*** Block opens ***

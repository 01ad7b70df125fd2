//! Client-credential pairs for machine-to-machine calls.
//!
//! Mirrors the API-key scheme but issues a public `client_id` alongside a
//! random secret. Only the secret is sensitive; the id is a lookup handle.

use anyhow::Result;
use rand::{rngs::OsRng, RngCore};

use crate::hasher::CredentialHasher;

/// Literal tag every client id starts with.
pub const CLIENT_ID_TAG: &str = "msc_";
const CLIENT_ID_BODY_LEN: usize = 24;
const CLIENT_SECRET_LEN: usize = 64;

pub use crate::api_key::is_expired;

/// Freshly generated pair. `client_secret` is shown to the caller exactly
/// once.
#[derive(Debug)]
pub struct IssuedClientCredential {
    pub client_id: String,
    pub client_secret: String,
    pub secret_hash: String,
}

#[derive(Clone, Default)]
pub struct ClientCredentialScheme {
    hasher: CredentialHasher,
}

impl ClientCredentialScheme {
    #[must_use]
    pub fn new(hasher: CredentialHasher) -> Self {
        Self { hasher }
    }

    /// Generate a `client_id`/`client_secret` pair and the secret's hash.
    ///
    /// # Errors
    /// Returns an error if the system RNG or the hasher fails.
    pub fn generate(&self) -> Result<IssuedClientCredential> {
        let client_id = format!("{CLIENT_ID_TAG}{}", random_hex(CLIENT_ID_BODY_LEN)?);
        let client_secret = random_hex(CLIENT_SECRET_LEN)?;
        let secret_hash = self.hasher.hash(&client_secret)?;
        Ok(IssuedClientCredential {
            client_id,
            client_secret,
            secret_hash,
        })
    }

    /// Verify a presented secret against a stored hash.
    #[must_use]
    pub fn verify(&self, client_secret: &str, stored_hash: &str) -> bool {
        self.hasher.verify(client_secret, stored_hash)
    }
}

fn random_hex(len: usize) -> Result<String> {
    let mut bytes = vec![0u8; len / 2];
    OsRng
        .try_fill_bytes(&mut bytes)
        .map_err(|e| anyhow::anyhow!("rng failure: {e}"))?;
    Ok(hex::encode(bytes))
}
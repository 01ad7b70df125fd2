//! Auth configuration, constructed once at process start and passed by
//! reference into each component. No ambient singletons.

use secrecy::SecretString;

const DEFAULT_SESSION_TTL_SECONDS: i64 = 24 * 60 * 60;
const DEFAULT_TEMP_TOKEN_TTL_SECONDS: i64 = 10 * 60;
const DEFAULT_EMAIL_OTP_TTL_MINUTES: i64 = 5;
const DEFAULT_BACKUP_CODE_COUNT: usize = 8;
const DEFAULT_APP_NAME: &str = "MedStock";

const ENV_TOKEN_SECRET: &str = "MEDSTOCK_TOKEN_SECRET";
const ENV_ISSUER: &str = "MEDSTOCK_TOKEN_ISSUER";
const ENV_SESSION_TTL: &str = "MEDSTOCK_SESSION_TTL_SECONDS";

#[derive(Debug)]
pub struct AuthConfig {
    app_name: String,
    issuer: String,
    token_secret: SecretString,
    session_ttl_seconds: i64,
    temp_token_ttl_seconds: i64,
    email_otp_ttl_minutes: i64,
    backup_code_count: usize,
}

impl AuthConfig {
    #[must_use]
    pub fn new(issuer: impl Into<String>, token_secret: SecretString) -> Self {
        Self {
            app_name: DEFAULT_APP_NAME.to_string(),
            issuer: issuer.into(),
            token_secret,
            session_ttl_seconds: DEFAULT_SESSION_TTL_SECONDS,
            temp_token_ttl_seconds: DEFAULT_TEMP_TOKEN_TTL_SECONDS,
            email_otp_ttl_minutes: DEFAULT_EMAIL_OTP_TTL_MINUTES,
            backup_code_count: DEFAULT_BACKUP_CODE_COUNT,
        }
    }

    /// Load configuration from environment variables, falling back to
    /// defaults for everything but the signing secret.
    ///
    /// # Errors
    /// Returns an error if the signing secret is not set.
    pub fn from_env() -> anyhow::Result<Self> {
        let secret = std::env::var(ENV_TOKEN_SECRET)
            .map_err(|_| anyhow::anyhow!("{ENV_TOKEN_SECRET} is not set"))?;
        let issuer =
            std::env::var(ENV_ISSUER).unwrap_or_else(|_| "https://api.medstock.dev".to_string());
        let mut config = Self::new(issuer, SecretString::from(secret));
        if let Some(ttl) = parse_i64_env(ENV_SESSION_TTL) {
            config.session_ttl_seconds = ttl;
        }
        Ok(config)
    }

    #[must_use]
    pub fn with_app_name(mut self, app_name: impl Into<String>) -> Self {
        self.app_name = app_name.into();
        self
    }

    #[must_use]
    pub fn with_session_ttl_seconds(mut self, seconds: i64) -> Self {
        self.session_ttl_seconds = seconds;
        self
    }

    #[must_use]
    pub fn with_temp_token_ttl_seconds(mut self, seconds: i64) -> Self {
        self.temp_token_ttl_seconds = seconds;
        self
    }

    #[must_use]
    pub fn with_email_otp_ttl_minutes(mut self, minutes: i64) -> Self {
        self.email_otp_ttl_minutes = minutes;
        self
    }

    #[must_use]
    pub fn with_backup_code_count(mut self, count: usize) -> Self {
        self.backup_code_count = count;
        self
    }

    #[must_use]
    pub fn app_name(&self) -> &str {
        &self.app_name
    }

    #[must_use]
    pub fn issuer(&self) -> &str {
        &self.issuer
    }

    #[must_use]
    pub fn token_secret(&self) -> &SecretString {
        &self.token_secret
    }

    #[must_use]
    pub fn session_ttl_seconds(&self) -> i64 {
        self.session_ttl_seconds
    }

    #[must_use]
    pub fn temp_token_ttl_seconds(&self) -> i64 {
        self.temp_token_ttl_seconds
    }

    #[must_use]
    pub fn email_otp_ttl_minutes(&self) -> i64 {
        self.email_otp_ttl_minutes
    }

    #[must_use]
    pub fn backup_code_count(&self) -> usize {
        self.backup_code_count
    }
}

fn parse_i64_env(key: &str) -> Option<i64> {
    std::env::var(key).ok().and_then(|value| value.trim().parse().ok())
}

*** Block closes ***

The records above are to be transcribed exactly and completely.

Result:
repository 01ad7b70df125fd2
//! Client-credential pairs for machine-to-machine calls.
//!
//! Mirrors the API-key scheme but issues a public `client_id` alongside a
//! random secret. Only the secret is sensitive; the id is a lookup handle.

use anyhow::Result;
use rand::{rngs::OsRng, RngCore};

use crate::hasher::CredentialHasher;

/// Literal tag every client id starts with.
pub const CLIENT_ID_TAG: &str = "msc_";
const CLIENT_ID_BODY_LEN: usize = 24;
const CLIENT_SECRET_LEN: usize = 64;

pub use crate::api_key::is_expired;

/// Freshly generated pair. `client_secret` is shown to the caller exactly
/// once.
#[derive(Debug)]
pub struct IssuedClientCredential {
    pub client_id: String,
    pub client_secret: String,
    pub secret_hash: String,
}

#[derive(Clone, Default)]
pub struct ClientCredentialScheme {
    hasher: CredentialHasher,
}

impl ClientCredentialScheme {
    #[must_use]
    pub fn new(hasher: CredentialHasher) -> Self {
        Self { hasher }
    }

    /// Generate a `client_id`/`client_secret` pair and the secret's hash.
    ///
    /// # Errors
    /// Returns an error if the system RNG or the hasher fails.
    pub fn generate(&self) -> Result<IssuedClientCredential> {
        let client_id = format!("{CLIENT_ID_TAG}{}", random_hex(CLIENT_ID_BODY_LEN)?);
        let client_secret = random_hex(CLIENT_SECRET_LEN)?;
        let secret_hash = self.hasher.hash(&client_secret)?;
        Ok(IssuedClientCredential {
            client_id,
            client_secret,
            secret_hash,
        })
    }

    /// Verify a presented secret against a stored hash.
    #[must_use]
    pub fn verify(&self, client_secret: &str, stored_hash: &str) -> bool {
        self.hasher.verify(client_secret, stored_hash)
    }
}

fn random_hex(len: usize) -> Result<String> {
    let mut bytes = vec![0u8; len / 2];
    OsRng
        .try_fill_bytes(&mut bytes)
        .map_err(|e| anyhow::anyhow!("rng failure: {e}"))?;
    Ok(hex::encode(bytes))
}
repository 01ad7b70df125fd2
//! Auth configuration, constructed once at process start and passed by
//! reference into each component. No ambient singletons.

use secrecy::SecretString;

const DEFAULT_SESSION_TTL_SECONDS: i64 = 24 * 60 * 60;
const DEFAULT_TEMP_TOKEN_TTL_SECONDS: i64 = 10 * 60;
const DEFAULT_EMAIL_OTP_TTL_MINUTES: i64 = 5;
const DEFAULT_BACKUP_CODE_COUNT: usize = 8;
const DEFAULT_APP_NAME: &str = "MedStock";

const ENV_TOKEN_SECRET: &str = "MEDSTOCK_TOKEN_SECRET";
const ENV_ISSUER: &str = "MEDSTOCK_TOKEN_ISSUER";
const ENV_SESSION_TTL: &str = "MEDSTOCK_SESSION_TTL_SECONDS";

#[derive(Debug)]
pub struct AuthConfig {
    app_name: String,
    issuer: String,
    token_secret: SecretString,
    session_ttl_seconds: i64,
    temp_token_ttl_seconds: i64,
    email_otp_ttl_minutes: i64,
    backup_code_count: usize,
}

impl AuthConfig {
    #[must_use]
    pub fn new(issuer: impl Into<String>, token_secret: SecretString) -> Self {
        Self {
            app_name: DEFAULT_APP_NAME.to_string(),
            issuer: issuer.into(),
            token_secret,
            session_ttl_seconds: DEFAULT_SESSION_TTL_SECONDS,
            temp_token_ttl_seconds: DEFAULT_TEMP_TOKEN_TTL_SECONDS,
            email_otp_ttl_minutes: DEFAULT_EMAIL_OTP_TTL_MINUTES,
            backup_code_count: DEFAULT_BACKUP_CODE_COUNT,
        }
    }

    /// Load configuration from environment variables, falling back to
    /// defaults for everything but the signing secret.
    ///
    /// # Errors
    /// Returns an error if the signing secret is not set.
    pub fn from_env() -> anyhow::Result<Self> {
        let secret = std::env::var(ENV_TOKEN_SECRET)
            .map_err(|_| anyhow::anyhow!("{ENV_TOKEN_SECRET} is not set"))?;
        let issuer =
            std::env::var(ENV_ISSUER).unwrap_or_else(|_| "https://api.medstock.dev".to_string());
        let mut config = Self::new(issuer, SecretString::from(secret));
        if let Some(ttl) = parse_i64_env(ENV_SESSION_TTL) {
            config.session_ttl_seconds = ttl;
        }
        Ok(config)
    }

    #[must_use]
    pub fn with_app_name(mut self, app_name: impl Into<String>) -> Self {
        self.app_name = app_name.into();
        self
    }

    #[must_use]
    pub fn with_session_ttl_seconds(mut self, seconds: i64) -> Self {
        self.session_ttl_seconds = seconds;
        self
    }

    #[must_use]
    pub fn with_temp_token_ttl_seconds(mut self, seconds: i64) -> Self {
        self.temp_token_ttl_seconds = seconds;
        self
    }

    #[must_use]
    pub fn with_email_otp_ttl_minutes(mut self, minutes: i64) -> Self {
        self.email_otp_ttl_minutes = minutes;
        self
    }

    #[must_use]
    pub fn with_backup_code_count(mut self, count: usize) -> Self {
        self.backup_code_count = count;
        self
    }

    #[must_use]
    pub fn app_name(&self) -> &str {
        &self.app_name
    }

    #[must_use]
    pub fn issuer(&self) -> &str {
        &self.issuer
    }

    #[must_use]
    pub fn token_secret(&self) -> &SecretString {
        &self.token_secret
    }

    #[must_use]
    pub fn session_ttl_seconds(&self) -> i64 {
        self.session_ttl_seconds
    }

    #[must_use]
    pub fn temp_token_ttl_seconds(&self) -> i64 {
        self.temp_token_ttl_seconds
    }

    #[must_use]
    pub fn email_otp_ttl_minutes(&self) -> i64 {
        self.email_otp_ttl_minutes
    }

    #[must_use]
    pub fn backup_code_count(&self) -> usize {
        self.backup_code_count
    }
}

fn parse_i64_env(key: &str) -> Option<i64> {
    std::env::var(key).ok().and_then(|value| value.trim().parse().ok())
}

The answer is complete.